La plainte constitutionnelle logée en Cour suprême par Navin Ramgoolam pour contester la constitutionnalité de la Good Governance and Integrity Reporting Act a été appelée hier devant la Masters Court. Le défendeur dans cette affaire, à savoir l’État, avait fourni une série de questions en forme de “demand of particulars” pour obtenir des éclaircissements sur les faits avancés par le leader du PTr dans sa plainte.

Dans ses réponses, Navin Ramgoolam revient sur son arrestation et évoque une fois de plus une « vendetta politique » contre lui. Il maintient que sir Anerood Jugnauth, avant même les élections de 2014, « avait signifié son intention » de l’arrêter et le mettre en prison. Répondant aux 16 questions de l’État dans ses “answers to particulars”, Navin Ramgoolam revient sur son arrestation et évoque une fois de plus une « vendetta politique » dont il dit avoir fait l’objet. Il maintient que le Premier ministre d’alors, sir Anerood Jugnauth, « avait publiquement déclaré » avant les élections de 2014 que Navin Ramgoolam « be arrested and detained in a cachot ».
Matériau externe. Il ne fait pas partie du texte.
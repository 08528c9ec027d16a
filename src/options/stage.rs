//! Stage geometry: where each display role sits and how large it renders.

use serde::{Deserialize, Serialize};
use web_time::Duration;

/// Positions and scales for the carousel's display roles, plus the floor
/// ring accent under the active item.
///
/// Positions are scene-space `[x, y, z]`; the hidden slot parks items well
/// below the visible stage.
#[derive(Debug, Clone, Serialize, Deserialize, PartialEq)]
#[serde(default)]
pub struct StageOptions {
    /// Slot of the focused item.
    pub active_position: [f32; 3],
    /// Scale of the focused item.
    pub active_scale: f32,
    /// Slot of the left neighbor.
    pub left_position: [f32; 3],
    /// Slot of the right neighbor.
    pub right_position: [f32; 3],
    /// Scale of both neighbors.
    pub neighbor_scale: f32,
    /// Parking slot for items that are neither active nor neighbors.
    pub hidden_position: [f32; 3],
    /// Scale of parked items.
    pub hidden_scale: f32,
    /// Ring radius as a factor of the active scale.
    pub ring_radius_factor: f32,
    /// Height of the ring accent (just above the floor plane).
    pub ring_height: f32,
    /// Duration of a slot-to-slot transition, in milliseconds.
    pub transition_ms: u64,
}

impl Default for StageOptions {
    fn default() -> Self {
        Self {
            active_position: [0.0, 0.2, 0.0],
            active_scale: 1.8,
            left_position: [-4.0, 0.02, -1.0],
            right_position: [4.0, 0.02, -1.0],
            neighbor_scale: 1.3,
            hidden_position: [0.0, -100.0, 0.0],
            hidden_scale: 0.5,
            ring_radius_factor: 0.66,
            ring_height: -0.98,
            transition_ms: 450,
        }
    }
}

impl StageOptions {
    /// Duration of a slot-to-slot transition.
    #[must_use]
    pub fn transition(&self) -> Duration {
        Duration::from_millis(self.transition_ms)
    }

    /// Radius of the floor ring accent.
    #[must_use]
    pub fn ring_radius(&self) -> f32 {
        self.ring_radius_factor * self.active_scale
    }
}
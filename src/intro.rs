//! Timed intro sequence shown before the showcase.
//!
//! A short run of captions, a fade, then done — the showcase holds until
//! the sequence completes. Like the rest of the crate this schedules
//! nothing: the phase is a pure function of elapsed time.

use web_time::{Duration, Instant};

/// Phase of the intro at a given moment.
#[derive(Debug, Clone, Copy, PartialEq, Eq)]
pub enum IntroPhase {
    /// Caption `index` is on screen.
    Caption(usize),
    /// Captions finished; fading out.
    FadingOut,
    /// Intro finished; the showcase may start.
    Done,
}

/// Sequenced captions with a fade-out tail.
#[derive(Debug, Clone)]
pub struct IntroSequence {
    captions: Vec<String>,
    started_at: Instant,
    caption_interval: Duration,
    fade_duration: Duration,
}

impl IntroSequence {
    /// Default on-screen time per caption.
    pub const CAPTION_INTERVAL: Duration = Duration::from_millis(1200);
    /// Default fade-out length after the last caption.
    pub const FADE_DURATION: Duration = Duration::from_millis(600);

    /// An intro starting at `now` with default timing.
    #[must_use]
    pub fn new(captions: Vec<String>, now: Instant) -> Self {
        Self::with_timing(
            captions,
            Self::CAPTION_INTERVAL,
            Self::FADE_DURATION,
            now,
        )
    }

    /// An intro with explicit per-caption and fade durations.
    #[must_use]
    pub fn with_timing(
        captions: Vec<String>,
        caption_interval: Duration,
        fade_duration: Duration,
        now: Instant,
    ) -> Self {
        Self {
            captions,
            started_at: now,
            caption_interval,
            fade_duration,
        }
    }

    /// The caption texts.
    #[must_use]
    pub fn captions(&self) -> &[String] {
        &self.captions
    }

    /// Phase of the sequence at `now`.
    #[must_use]
    pub fn phase(&self, now: Instant) -> IntroPhase {
        if self.captions.is_empty() || self.caption_interval.is_zero() {
            return IntroPhase::Done;
        }
        let elapsed = now.saturating_duration_since(self.started_at);
        let captions_end = self.caption_interval * self.captions.len() as u32;
        if elapsed < captions_end {
            let index = (elapsed.as_secs_f32()
                / self.caption_interval.as_secs_f32())
                as usize;
            return IntroPhase::Caption(index.min(self.captions.len() - 1));
        }
        if elapsed < captions_end + self.fade_duration {
            return IntroPhase::FadingOut;
        }
        IntroPhase::Done
    }

    /// Whether the sequence has completed at `now`.
    #[must_use]
    pub fn is_done(&self, now: Instant) -> bool {
        self.phase(now) == IntroPhase::Done
    }
}

#[cfg(test)]
mod tests {
    use super::*;

    fn intro(now: Instant) -> IntroSequence {
        IntroSequence::new(
            vec![
                String::from("CoffeeOn doesn't vend."),
                String::from("It's your smart barista"),
            ],
            now,
        )
    }

    #[test]
    fn phases_advance_on_schedule() {
        let t0 = Instant::now();
        let seq = intro(t0);

        assert_eq!(seq.phase(t0), IntroPhase::Caption(0));
        assert_eq!(
            seq.phase(t0 + Duration::from_millis(1300)),
            IntroPhase::Caption(1)
        );
        assert_eq!(
            seq.phase(t0 + Duration::from_millis(2500)),
            IntroPhase::FadingOut
        );
        assert_eq!(
            seq.phase(t0 + Duration::from_millis(3100)),
            IntroPhase::Done
        );
    }

    #[test]
    fn done_is_sticky() {
        let t0 = Instant::now();
        let seq = intro(t0);
        assert!(!seq.is_done(t0 + Duration::from_secs(2)));
        assert!(seq.is_done(t0 + Duration::from_secs(3)));
        assert!(seq.is_done(t0 + Duration::from_secs(300)));
    }

    #[test]
    fn empty_captions_finish_immediately() {
        let t0 = Instant::now();
        let seq = IntroSequence::new(Vec::new(), t0);
        assert_eq!(seq.phase(t0), IntroPhase::Done);
    }
}
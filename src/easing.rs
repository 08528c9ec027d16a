//! Easing functions for placement and camera transitions.
//!
//! Items changing stage slots (and the intro fade) run through one of these
//! curves rather than moving linearly; the default is an ease-out that
//! front-loads motion the way a damped spring settles.

/// Easing function variants for transition curves.
#[derive(Debug, Clone, Copy, PartialEq)]
pub enum EasingFunction {
    /// Linear interpolation (no easing).
    Linear,
    /// Quadratic ease-out (fast start, slow end).
    QuadraticOut,
    /// Cubic Hermite interpolation with configurable control points.
    /// Formula: c1·3t(1-t)² + c2·3(1-t)t² + t³
    CubicHermite {
        /// First control point.
        c1: f32,
        /// Second control point.
        c2: f32,
    },
}

impl EasingFunction {
    /// Default easing: CubicHermite with c1=0.33, c2=1.0 — a natural
    /// ease-out close to a settling spring.
    pub const DEFAULT: EasingFunction =
        EasingFunction::CubicHermite { c1: 0.33, c2: 1.0 };

    /// Evaluate the easing function at time t.
    ///
    /// Input t is clamped to [0.0, 1.0].
    /// Returns the eased value, also in [0.0, 1.0].
    #[inline]
    #[must_use]
    pub fn evaluate(&self, t: f32) -> f32 {
        let t = t.clamp(0.0, 1.0);

        match self {
            EasingFunction::Linear => t,
            EasingFunction::QuadraticOut => {
                let omt = 1.0 - t;
                1.0 - omt * omt
            }
            EasingFunction::CubicHermite { c1, c2 } => {
                // f(t) = c0(1-t)³ + c1·3t(1-t)² + c2·3(1-t)t² + c3·t³
                // with c0=0.0, c3=1.0
                let omt = 1.0 - t;
                c1 * 3.0 * t * omt * omt + c2 * 3.0 * omt * t * t + t * t * t
            }
        }
    }
}

impl Default for EasingFunction {
    #[inline]
    fn default() -> Self {
        Self::DEFAULT
    }
}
Le leader des rouges fait ressortir que neuf des charges provisoires logées contre lui ont été rayées. Navin Ramgolam dit aussi détenir des “documentary evidence” par rapport aux actions initiées contre lui. « The Plaintiff is referring to those police officers who proceeded to search his premises, arrest him and provisionally charge him », dit-il. Repondant aux questions de l’État pour savoir comment les amendements à la section 8 de la Constitution « is alledgedly not reasonable justifiable in a democratic society », Navin Ramgoolam répond que « it’s a matter of law » qui sera débattue lors du procès. À noter que l’IRSA est co-défendeur dans cette affaire.

Pour rappel, l’IRSA, qui a vu le jour sous les dispositions de la Good Governance and Integrity Reporting Act 2015, a fait une demande de confiscation des Rs 220 M retrouvées chez l’ancien Premier ministre après avoir fait une requête statutaire demandant à Navin Ramgoolam d’expliquer la provenance de ces biens, dont des cartes bancaires et deux véhicules.

L’ex- Premier ministre avait avancé à travers un affidavit le 26 janvier dernier que les Rs 220 M retrouvées à son domicile proviennent en majeure partie de donations qui datent de 2005 et qu’en tant que leader du PTr, il détenait l’argent en tant que fiduciaire. Et d’ajouter que ses cartes bancaires ainsi que ses voitures ne pouvaient faire l’objet d’une saisie selon les provisions de la Good Governance and Integrity Reporting Act.